INSTRUCTIONS TO FOLLOW: Please transcribe the data exactly, with nothing left out.
________________________________________
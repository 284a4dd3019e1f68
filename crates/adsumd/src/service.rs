//! Recognition orchestrator and attendance application.
//!
//! Glues the extraction engine, matching index, schedule resolver and
//! record store into single kiosk responses. Domain denials (holiday,
//! out-of-window, …) are success-shaped replies carrying a reason kind;
//! only infrastructure failures become errors.

use crate::engine::{EngineError, EngineHandle};
use adsum_core::attendance::{decide, AttendancePolicy, Decision, Denial};
use adsum_core::index::{FaceIndex, IndexError};
use adsum_core::schedule::{ScheduleError, ScheduleResolver};
use adsum_core::types::{AttendanceRecord, AttendanceStatus, Employee};
use adsum_core::Embedding;
use adsum_face::{AccuracyMode, ExtractError};
use adsum_store::{CheckInApplied, Store, StoreError};
use chrono::{NaiveDate, NaiveDateTime};
use serde::Serialize;
use std::path::PathBuf;
use std::sync::Arc;
use thiserror::Error;
use uuid::Uuid;

#[derive(Error, Debug)]
pub enum ServiceError {
    #[error(transparent)]
    Store(#[from] StoreError),
    #[error(transparent)]
    Index(#[from] IndexError),
    #[error(transparent)]
    Schedule(#[from] ScheduleError),
    #[error(transparent)]
    Engine(#[from] EngineError),
    #[error("photo store: {0}")]
    PhotoStore(#[from] std::io::Error),
}

/// Reason kinds surfaced to the kiosk, one per rejection or informational
/// outcome.
pub mod reason {
    pub const NO_FACE_DETECTED: &str = "no_face_detected";
    pub const NO_MATCH_FOUND: &str = "no_match_found";
    pub const NOT_A_WORKDAY: &str = "not_a_workday";
    pub const IS_HOLIDAY: &str = "is_holiday";
    pub const OUT_OF_WINDOW: &str = "out_of_attendance_window";
    pub const ALREADY_CHECKED_IN: &str = "already_checked_in";
    pub const ALREADY_CHECKED_OUT: &str = "already_checked_out";
    pub const NO_CHECK_IN_YET: &str = "no_check_in_yet";
    pub const TOO_SOON_TO_CHECKOUT: &str = "too_soon_to_checkout";
    pub const EMPLOYEE_NOT_FOUND: &str = "employee_not_found";
    pub const EMPLOYEE_INACTIVE: &str = "employee_inactive";
}

#[derive(Debug, Clone, Serialize)]
pub struct EmployeeDto {
    pub id: i64,
    pub nip: Option<String>,
    pub name: String,
    pub position: String,
}

impl From<&Employee> for EmployeeDto {
    fn from(e: &Employee) -> Self {
        Self {
            id: e.id,
            nip: e.nip.clone(),
            name: e.name.clone(),
            position: e.position.clone(),
        }
    }
}

#[derive(Debug, Clone, Serialize)]
pub struct AttendanceDto {
    pub id: i64,
    pub date: NaiveDate,
    pub status: AttendanceStatus,
    pub check_in_at: Option<NaiveDateTime>,
    pub check_out_at: Option<NaiveDateTime>,
    pub confidence: Option<f32>,
}

impl From<&AttendanceRecord> for AttendanceDto {
    fn from(r: &AttendanceRecord) -> Self {
        Self {
            id: r.id,
            date: r.date,
            status: r.status,
            check_in_at: r.check_in_at,
            check_out_at: r.check_out_at,
            confidence: r.confidence,
        }
    }
}

/// One kiosk response. `ok` is true for applied transitions and for
/// idempotent "already done" outcomes, so kiosk retries never look like
/// failures. Confidence stays in [0, 1]; displays multiply by 100.
#[derive(Debug, Clone, Serialize)]
pub struct KioskReply {
    pub ok: bool,
    #[serde(skip_serializing_if = "Option::is_none")]
    pub reason: Option<&'static str>,
    pub message: String,
    #[serde(skip_serializing_if = "Option::is_none")]
    pub employee: Option<EmployeeDto>,
    #[serde(skip_serializing_if = "Option::is_none")]
    pub attendance: Option<AttendanceDto>,
    #[serde(skip_serializing_if = "Option::is_none")]
    pub confidence: Option<f32>,
    /// Best similarity seen during matching, reported even on no-match.
    #[serde(skip_serializing_if = "Option::is_none")]
    pub best_score: Option<f32>,
}

impl KioskReply {
    fn rejected(reason: &'static str, message: impl Into<String>) -> Self {
        Self {
            ok: false,
            reason: Some(reason),
            message: message.into(),
            employee: None,
            attendance: None,
            confidence: None,
            best_score: None,
        }
    }
}

/// Result of one absence sweep.
#[derive(Debug, Clone, Serialize)]
pub struct SweepReply {
    pub date: NaiveDate,
    pub swept: bool,
    pub inserted: usize,
    pub message: String,
}

pub struct KioskService {
    store: Arc<Store>,
    index: FaceIndex<Arc<Store>>,
    resolver: ScheduleResolver<Arc<Store>>,
    engine: EngineHandle,
    faces_dir: PathBuf,
}

const KIOSK_ACTOR: &str = "kiosk";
________________________________________
EXERCISE ANSWER:
repository 284a4dd3019e1f68
filename crates/adsumd/src/service.rs
//! Recognition orchestrator and attendance application.
//!
//! Glues the extraction engine, matching index, schedule resolver and
//! record store into single kiosk responses. Domain denials (holiday,
//! out-of-window, …) are success-shaped replies carrying a reason kind;
//! only infrastructure failures become errors.

use crate::engine::{EngineError, EngineHandle};
use adsum_core::attendance::{decide, AttendancePolicy, Decision, Denial};
use adsum_core::index::{FaceIndex, IndexError};
use adsum_core::schedule::{ScheduleError, ScheduleResolver};
use adsum_core::types::{AttendanceRecord, AttendanceStatus, Employee};
use adsum_core::Embedding;
use adsum_face::{AccuracyMode, ExtractError};
use adsum_store::{CheckInApplied, Store, StoreError};
use chrono::{NaiveDate, NaiveDateTime};
use serde::Serialize;
use std::path::PathBuf;
use std::sync::Arc;
use thiserror::Error;
use uuid::Uuid;

#[derive(Error, Debug)]
pub enum ServiceError {
    #[error(transparent)]
    Store(#[from] StoreError),
    #[error(transparent)]
    Index(#[from] IndexError),
    #[error(transparent)]
    Schedule(#[from] ScheduleError),
    #[error(transparent)]
    Engine(#[from] EngineError),
    #[error("photo store: {0}")]
    PhotoStore(#[from] std::io::Error),
}

/// Reason kinds surfaced to the kiosk, one per rejection or informational
/// outcome.
pub mod reason {
    pub const NO_FACE_DETECTED: &str = "no_face_detected";
    pub const NO_MATCH_FOUND: &str = "no_match_found";
    pub const NOT_A_WORKDAY: &str = "not_a_workday";
    pub const IS_HOLIDAY: &str = "is_holiday";
    pub const OUT_OF_WINDOW: &str = "out_of_attendance_window";
    pub const ALREADY_CHECKED_IN: &str = "already_checked_in";
    pub const ALREADY_CHECKED_OUT: &str = "already_checked_out";
    pub const NO_CHECK_IN_YET: &str = "no_check_in_yet";
    pub const TOO_SOON_TO_CHECKOUT: &str = "too_soon_to_checkout";
    pub const EMPLOYEE_NOT_FOUND: &str = "employee_not_found";
    pub const EMPLOYEE_INACTIVE: &str = "employee_inactive";
}

#[derive(Debug, Clone, Serialize)]
pub struct EmployeeDto {
    pub id: i64,
    pub nip: Option<String>,
    pub name: String,
    pub position: String,
}

impl From<&Employee> for EmployeeDto {
    fn from(e: &Employee) -> Self {
        Self {
            id: e.id,
            nip: e.nip.clone(),
            name: e.name.clone(),
            position: e.position.clone(),
        }
    }
}

#[derive(Debug, Clone, Serialize)]
pub struct AttendanceDto {
    pub id: i64,
    pub date: NaiveDate,
    pub status: AttendanceStatus,
    pub check_in_at: Option<NaiveDateTime>,
    pub check_out_at: Option<NaiveDateTime>,
    pub confidence: Option<f32>,
}

impl From<&AttendanceRecord> for AttendanceDto {
    fn from(r: &AttendanceRecord) -> Self {
        Self {
            id: r.id,
            date: r.date,
            status: r.status,
            check_in_at: r.check_in_at,
            check_out_at: r.check_out_at,
            confidence: r.confidence,
        }
    }
}

/// One kiosk response. `ok` is true for applied transitions and for
/// idempotent "already done" outcomes, so kiosk retries never look like
/// failures. Confidence stays in [0, 1]; displays multiply by 100.
#[derive(Debug, Clone, Serialize)]
pub struct KioskReply {
    pub ok: bool,
    #[serde(skip_serializing_if = "Option::is_none")]
    pub reason: Option<&'static str>,
    pub message: String,
    #[serde(skip_serializing_if = "Option::is_none")]
    pub employee: Option<EmployeeDto>,
    #[serde(skip_serializing_if = "Option::is_none")]
    pub attendance: Option<AttendanceDto>,
    #[serde(skip_serializing_if = "Option::is_none")]
    pub confidence: Option<f32>,
    /// Best similarity seen during matching, reported even on no-match.
    #[serde(skip_serializing_if = "Option::is_none")]
    pub best_score: Option<f32>,
}

impl KioskReply {
    fn rejected(reason: &'static str, message: impl Into<String>) -> Self {
        Self {
            ok: false,
            reason: Some(reason),
            message: message.into(),
            employee: None,
            attendance: None,
            confidence: None,
            best_score: None,
        }
    }
}

/// Result of one absence sweep.
#[derive(Debug, Clone, Serialize)]
pub struct SweepReply {
    pub date: NaiveDate,
    pub swept: bool,
    pub inserted: usize,
    pub message: String,
}

pub struct KioskService {
    store: Arc<Store>,
    index: FaceIndex<Arc<Store>>,
    resolver: ScheduleResolver<Arc<Store>>,
    engine: EngineHandle,
    faces_dir: PathBuf,
}

const KIOSK_ACTOR: &str = "kiosk";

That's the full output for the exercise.